Jul11
三矢サイダー
2008年7月11日 成田どんぐり
愛だ恋だとうるせぇんだアホ共が。
男は黙ってサッポロビール!

これは僕の中学の時の体育受持ちの平井先生、いや平井軍曹の受け売りだ。

軍曹は凄い人だった。まるで戦時中からそのまま抜け出てきたような容姿。齢60近くにして男性ホルモン剥き出しで、早朝5時くらいから朝刊を読みながらグランドを何十週も歩くのが日課。ちなみに息子の名は太郎。

就業中もその豪快さはまるで変わらず、授業が始まってもわいわいと落ち着きのない僕らに「黙れ、うじ虫共!」と渇を入れるのは日常茶飯事。バレー用のボールを足で蹴るなと再三に渡り注意を受けながらもやめようとしない僕らについにブチ切れ、「蹴るなって何回言ったら分かるがなー!」って叫びながらバレーボールをおもいっきり蹴り倒した時なんか僕ら一同声すら出せなかった。

軍曹は僕が所属していたバスケットボール部の顧問、監督でもあった。が、部活ともなると高度で専門的な知識を要するため、体育の授業で基本ルールを教える程度の知識では通用しない。(顧問に就任して2、3年ってのもある。)
しかしそれで臆する軍曹ではない。僕らがボールを持つと「攻めろ!」、相手にボールを奪われると「守れ!」と実に的確かつシンプルな指示で30分間フルに僕らの精神的大黒柱になってくれた。

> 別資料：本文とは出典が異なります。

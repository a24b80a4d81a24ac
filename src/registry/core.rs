use std::collections::HashMap;

use crate::error::{BoardError, Result};
use crate::page::{Panel, PanelConfig, PanelKind};

/// Display metadata and default configuration for one panel kind.
#[derive(Debug, Clone)]
pub struct PanelDescriptor {
    pub kind: PanelKind,
    pub title: String,
    pub default_config: PanelConfig,
}

/// Registry mapping panel kinds to their descriptors.
///
/// The grid engine consumes this as a narrow contract: a stable identifier
/// per kind plus default display metadata. Content rendering for a kind is
/// someone else's problem.
#[derive(Debug, Default)]
pub struct PanelRegistry {
    entries: HashMap<PanelKind, PanelDescriptor>,
}

impl PanelRegistry {
    pub fn new() -> Self {
        Self::default()
    }

    /// Registry pre-populated with every built-in panel kind.
    pub fn builtin() -> Self {
        let mut registry = Self::new();
        registry.register(PanelDescriptor {
            kind: PanelKind::Bookmarks,
            title: "Bookmarks".to_string(),
            default_config: PanelConfig::Bookmarks { folder_id: None },
        });
        registry.register(PanelDescriptor {
            kind: PanelKind::RecentTabs,
            title: "Recent Tabs".to_string(),
            default_config: PanelConfig::RecentTabs { max_items: 10 },
        });
        registry.register(PanelDescriptor {
            kind: PanelKind::Github,
            title: "GitHub".to_string(),
            default_config: PanelConfig::Github {
                owner: String::new(),
                repo: String::new(),
            },
        });
        registry.register(PanelDescriptor {
            kind: PanelKind::AzureDevOps,
            title: "Azure DevOps".to_string(),
            default_config: PanelConfig::AzureDevOps {
                organization: String::new(),
                project: String::new(),
            },
        });
        registry
    }

    /// Register or replace the descriptor for a kind.
    pub fn register(&mut self, descriptor: PanelDescriptor) {
        self.entries.insert(descriptor.kind, descriptor);
    }

    pub fn descriptor(&self, kind: PanelKind) -> Result<&PanelDescriptor> {
        self.entries
            .get(&kind)
            .ok_or_else(|| BoardError::UnknownPanelKind(kind.to_string()))
    }

    /// Display title for a kind, falling back to the wire identifier when the
    /// kind was never registered.
    pub fn title(&self, kind: PanelKind) -> String {
        self.entries
            .get(&kind)
            .map(|d| d.title.clone())
            .unwrap_or_else(|| kind.to_string())
    }

    /// Build a new panel of the given kind from its registered defaults.
    pub fn create_panel(&self, id: impl Into<String>, kind: PanelKind) -> Result<Panel> {
        let descriptor = self.descriptor(kind)?;
        Ok(Panel::new(id, descriptor.default_config.clone()))
    }

    pub fn kinds(&self) -> Vec<PanelKind> {
        let mut kinds: Vec<_> = self.entries.keys().copied().collect();
        kinds.sort_by_key(|k| k.as_str());
        kinds
    }
}
use std::fmt;
use std::str::FromStr;

use serde::{Deserialize, Deserializer, Serialize, Serializer};
use thiserror::Error;

/// Identifier of a panel placed on the grid.
pub type PanelId = String;

/// Size specification for one row or column track.
///
/// `Auto` renders as a proportional `1fr` unit. `Percent` carries a value
/// from the enumerated set {5, 10, ..., 100}; percentage tracks are sized
/// against the full container and need gap compensation at resolve time.
#[derive(Debug, Clone, Copy, PartialEq, Eq)]
pub enum Track {
    Auto,
    Percent(u8),
}

impl Track {
    /// Create a percentage track.
    ///
    /// # Panics
    /// Panics unless `n` is a multiple of 5 in 5..=100.
    pub fn percent(n: u8) -> Self {
        assert!(
            n >= 5 && n <= 100 && n % 5 == 0,
            "Percent must be a multiple of 5 in 5..=100"
        );
        Self::Percent(n)
    }
}

/// Failure to parse a persisted track-size string.
#[derive(Debug, Error, PartialEq, Eq)]
#[error("invalid track size `{0}`")]
pub struct TrackParseError(pub String);

impl FromStr for Track {
    type Err = TrackParseError;

    fn from_str(s: &str) -> Result<Self, Self::Err> {
        match s {
            "auto" | "1fr" => Ok(Self::Auto),
            _ => {
                let digits = s
                    .strip_suffix('%')
                    .ok_or_else(|| TrackParseError(s.to_string()))?;
                let n: u8 = digits
                    .parse()
                    .map_err(|_| TrackParseError(s.to_string()))?;
                if n >= 5 && n <= 100 && n % 5 == 0 {
                    Ok(Self::Percent(n))
                } else {
                    Err(TrackParseError(s.to_string()))
                }
            }
        }
    }
}

impl fmt::Display for Track {
    fn fmt(&self, f: &mut fmt::Formatter<'_>) -> fmt::Result {
        match self {
            Self::Auto => write!(f, "1fr"),
            Self::Percent(n) => write!(f, "{}%", n),
        }
    }
}

impl Serialize for Track {
    fn serialize<S: Serializer>(&self, serializer: S) -> Result<S::Ok, S::Error> {
        serializer.collect_str(self)
    }
}

impl<'de> Deserialize<'de> for Track {
    fn deserialize<D: Deserializer<'de>>(deserializer: D) -> Result<Self, D::Error> {
        let raw = String::deserialize(deserializer)?;
        raw.parse().map_err(serde::de::Error::custom)
    }
}

/// One slot of the layout matrix: a panel id or the blank marker `"."`.
#[derive(Debug, Clone, PartialEq, Eq)]
pub enum Cell {
    Blank,
    Panel(PanelId),
}

impl Cell {
    pub fn panel(id: impl Into<PanelId>) -> Self {
        Self::Panel(id.into())
    }

    pub fn is_blank(&self) -> bool {
        matches!(self, Self::Blank)
    }

    pub fn panel_id(&self) -> Option<&str> {
        match self {
            Self::Blank => None,
            Self::Panel(id) => Some(id),
        }
    }

    /// The name this cell contributes to an area template row.
    pub fn area_name(&self) -> &str {
        match self {
            Self::Blank => ".",
            Self::Panel(id) => id,
        }
    }
}

impl fmt::Display for Cell {
    fn fmt(&self, f: &mut fmt::Formatter<'_>) -> fmt::Result {
        f.write_str(self.area_name())
    }
}

impl Serialize for Cell {
    fn serialize<S: Serializer>(&self, serializer: S) -> Result<S::Ok, S::Error> {
        serializer.serialize_str(self.area_name())
    }
}

impl<'de> Deserialize<'de> for Cell {
    fn deserialize<D: Deserializer<'de>>(deserializer: D) -> Result<Self, D::Error> {
        let raw = String::deserialize(deserializer)?;
        Ok(if raw == "." {
            Self::Blank
        } else {
            Self::Panel(raw)
        })
    }
}

/// Canonical grid layout: ordered track sizes for both axes plus a
/// rectangular matrix of cell assignments.
///
/// Dimension invariant: `layout.len() == row_sizes.len()` and every row has
/// `col_sizes.len()` cells. Every editor transformation preserves it, and
/// [`GridModel::dimensions_consistent`] checks it for loaded data. A persisted
/// grid that violates it is accepted as-is; no repair routine exists.
#[derive(Debug, Clone, Default, PartialEq, Eq, Serialize, Deserialize)]
pub struct GridModel {
    #[serde(rename = "rowSizes")]
    pub row_sizes: Vec<Track>,
    #[serde(rename = "colSizes")]
    pub col_sizes: Vec<Track>,
    pub layout: Vec<Vec<Cell>>,
}

impl GridModel {
    /// A grid with no tracks and no cells, the state of a page whose last
    /// panel was deleted.
    pub fn empty() -> Self {
        Self::default()
    }

    pub fn row_count(&self) -> usize {
        self.layout.len()
    }

    pub fn col_count(&self) -> usize {
        self.col_sizes.len()
    }

    pub fn is_empty(&self) -> bool {
        self.row_sizes.is_empty()
    }

    pub fn cell(&self, row: usize, col: usize) -> Option<&Cell> {
        self.layout.get(row).and_then(|r| r.get(col))
    }

    /// Dimension invariant predicate for loaded grids.
    pub fn dimensions_consistent(&self) -> bool {
        self.layout.len() == self.row_sizes.len()
            && self
                .layout
                .iter()
                .all(|row| row.len() == self.col_sizes.len())
    }

    /// Whether `panel_id` occupies at least one cell.
    pub fn contains_panel(&self, panel_id: &str) -> bool {
        self.layout
            .iter()
            .flatten()
            .any(|cell| cell.panel_id() == Some(panel_id))
    }

    /// Every id in `all_panel_ids` that appears nowhere in the layout, in the
    /// order given. Non-empty results block saving.
    pub fn find_unassigned_panel_ids<'a, I>(&self, all_panel_ids: I) -> Vec<PanelId>
    where
        I: IntoIterator<Item = &'a str>,
    {
        all_panel_ids
            .into_iter()
            .filter(|id| !self.contains_panel(id))
            .map(|id| id.to_string())
            .collect()
    }

    /// Panel ids referenced by cells that are not in `all_panel_ids`.
    pub fn find_dangling_cell_ids(&self, all_panel_ids: &[&str]) -> Vec<PanelId> {
        let mut dangling = Vec::new();
        for cell in self.layout.iter().flatten() {
            if let Some(id) = cell.panel_id() {
                if !all_panel_ids.contains(&id) && !dangling.iter().any(|d| d == id) {
                    dangling.push(id.to_string());
                }
            }
        }
        dangling
    }

    /// Candidate values for one cell during interactive editing: the current
    /// value, the blank marker, every unassigned panel id, and the value of
    /// each in-bounds orthogonal neighbor. A UX affordance, not a constraint;
    /// callers may still set any value via the editor, including ones that
    /// produce a disconnected region for a panel.
    pub fn available_values_for_cell<'a, I>(
        &self,
        row: usize,
        col: usize,
        all_panel_ids: I,
    ) -> Vec<Cell>
    where
        I: IntoIterator<Item = &'a str>,
    {
        let mut options: Vec<Cell> = Vec::new();
        let mut push = |cell: Cell| {
            if !options.contains(&cell) {
                options.push(cell);
            }
        };

        if let Some(current) = self.cell(row, col) {
            push(current.clone());
        }
        push(Cell::Blank);
        for id in self.find_unassigned_panel_ids(all_panel_ids) {
            push(Cell::Panel(id));
        }

        let neighbors = [
            row.checked_sub(1).map(|r| (r, col)),
            Some((row + 1, col)),
            col.checked_sub(1).map(|c| (row, c)),
            Some((row, col + 1)),
        ];
        for (r, c) in neighbors.into_iter().flatten() {
            if let Some(cell) = self.cell(r, c) {
                push(cell.clone());
            }
        }

        options
    }

    /// Optional validator for the best-effort rectangularity invariant: true
    /// when `panel_id`'s cells form a single filled axis-aligned rectangle.
    /// Advisory only; edits are never blocked on it.
    pub fn is_rectangular(&self, panel_id: &str) -> bool {
        let mut bounds: Option<(usize, usize, usize, usize)> = None;
        let mut occupied = 0usize;

        for (r, row) in self.layout.iter().enumerate() {
            for (c, cell) in row.iter().enumerate() {
                if cell.panel_id() == Some(panel_id) {
                    occupied += 1;
                    bounds = Some(match bounds {
                        None => (r, r, c, c),
                        Some((top, bottom, left, right)) => {
                            (top.min(r), bottom.max(r), left.min(c), right.max(c))
                        }
                    });
                }
            }
        }

        match bounds {
            None => false,
            Some((top, bottom, left, right)) => {
                occupied == (bottom - top + 1) * (right - left + 1)
            }
        }
    }
}

#[cfg(test)]
mod tests {
    use super::*;

    fn cells(row: &[&str]) -> Vec<Cell> {
        row.iter()
            .map(|s| {
                if *s == "." {
                    Cell::Blank
                } else {
                    Cell::panel(*s)
                }
            })
            .collect()
    }

    fn model(rows: &[&[&str]]) -> GridModel {
        let layout: Vec<Vec<Cell>> = rows.iter().map(|r| cells(r)).collect();
        let cols = layout.first().map(|r| r.len()).unwrap_or(0);
        GridModel {
            row_sizes: vec![Track::Auto; layout.len()],
            col_sizes: vec![Track::Auto; cols],
            layout,
        }
    }

    #[test]
    fn track_parses_persisted_strings() {
        assert_eq!("1fr".parse::<Track>().unwrap(), Track::Auto);
        assert_eq!("auto".parse::<Track>().unwrap(), Track::Auto);
        assert_eq!("45%".parse::<Track>().unwrap(), Track::Percent(45));
        assert!("0%".parse::<Track>().is_err());
        assert!("33%".parse::<Track>().is_err());
        assert!("105%".parse::<Track>().is_err());
        assert!("px".parse::<Track>().is_err());
    }

    #[test]
    fn track_displays_renderer_syntax() {
        assert_eq!(Track::Auto.to_string(), "1fr");
        assert_eq!(Track::percent(30).to_string(), "30%");
    }

    #[test]
    #[should_panic(expected = "Percent must be a multiple of 5 in 5..=100")]
    fn track_percent_rejects_off_step_values() {
        Track::percent(33);
    }

    #[test]
    fn dimensions_consistent_detects_ragged_layout() {
        let mut grid = model(&[&["A", "B"], &["A", "C"]]);
        assert!(grid.dimensions_consistent());
        grid.layout[1].pop();
        assert!(!grid.dimensions_consistent());
    }

    #[test]
    fn unassigned_detection() {
        let grid = model(&[&["A", "."]]);
        assert_eq!(
            grid.find_unassigned_panel_ids(["A", "B"]),
            vec!["B".to_string()]
        );
    }

    #[test]
    fn dangling_detection() {
        let grid = model(&[&["A", "ghost"]]);
        assert_eq!(
            grid.find_dangling_cell_ids(&["A"]),
            vec!["ghost".to_string()]
        );
    }

    #[test]
    fn cell_options_include_current_blank_unassigned_and_neighbors() {
        let grid = model(&[&["A", "B"], &["C", "D"]]);
        let options = grid.available_values_for_cell(0, 0, ["A", "B", "C", "D", "E"]);
        assert_eq!(
            options,
            vec![
                Cell::panel("A"),
                Cell::Blank,
                Cell::panel("E"),
                Cell::panel("C"),
                Cell::panel("B"),
            ]
        );
    }

    #[test]
    fn cell_options_deduplicate_neighbors() {
        let grid = model(&[&["A", "A"], &["A", "B"]]);
        let options = grid.available_values_for_cell(0, 0, ["A", "B"]);
        assert_eq!(options, vec![Cell::panel("A"), Cell::Blank]);

        let options = grid.available_values_for_cell(1, 0, ["A", "B"]);
        assert_eq!(options, vec![Cell::panel("A"), Cell::Blank, Cell::panel("B")]);
    }

    #[test]
    fn rectangularity_validator() {
        let grid = model(&[&["A", "A"], &["A", "B"]]);
        assert!(!grid.is_rectangular("A"));
        assert!(grid.is_rectangular("B"));
        assert!(!grid.is_rectangular("missing"));

        let solid = model(&[&["A", "A"], &["A", "A"]]);
        assert!(solid.is_rectangular("A"));
    }

    #[test]
    fn grid_serde_round_trip_matches_wire_shape() {
        let grid = GridModel {
            row_sizes: vec![Track::Auto],
            col_sizes: vec![Track::percent(50), Track::Auto],
            layout: vec![cells(&["A", "."])],
        };
        let json = serde_json::to_value(&grid).unwrap();
        assert_eq!(
            json,
            serde_json::json!({
                "rowSizes": ["1fr"],
                "colSizes": ["50%", "1fr"],
                "layout": [["A", "."]],
            })
        );
        let back: GridModel = serde_json::from_value(json).unwrap();
        assert_eq!(back, grid);
    }
}
//! Resolver module orchestrator following the RSB module specification.

mod core;

pub use self::core::{GAP_PX, ResolvedLayout, resolve};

そして卒業式の日、僕は軍曹に腕相撲を挑みに行った。まるで歯が立たなかった一年生の頃とは違い、腕っぷしに自信がついたきね。実際、腕相撲は校内でも五本の指に入っちょったと思う。
僕は意気揚々と職員室に入り軍曹の机の前に立ち言い放った。
「平井先生、いや今日からは平井さん。最後に腕相撲の勝負して下さい。」
軍曹は言う。
「ムム…生意気な。よし、やるか。」

結果はあっけないもんやった。僕の手の甲は二秒ともたず机に叩きつけられてしまう。そして軍曹は言う。
「成田、何年かしたら飲みいくか。男は黙ってサッポロビール。」

あれから15年。僕は未だにビールは飲めないけれど、軍曹の偉大さが分かるようになってきた。今年の正月にでも軍曹との約束を果たしにいこうかなぁなんて、部活帰りにみんなでよく飲んだ三矢サイダーを飲みながらそう思った。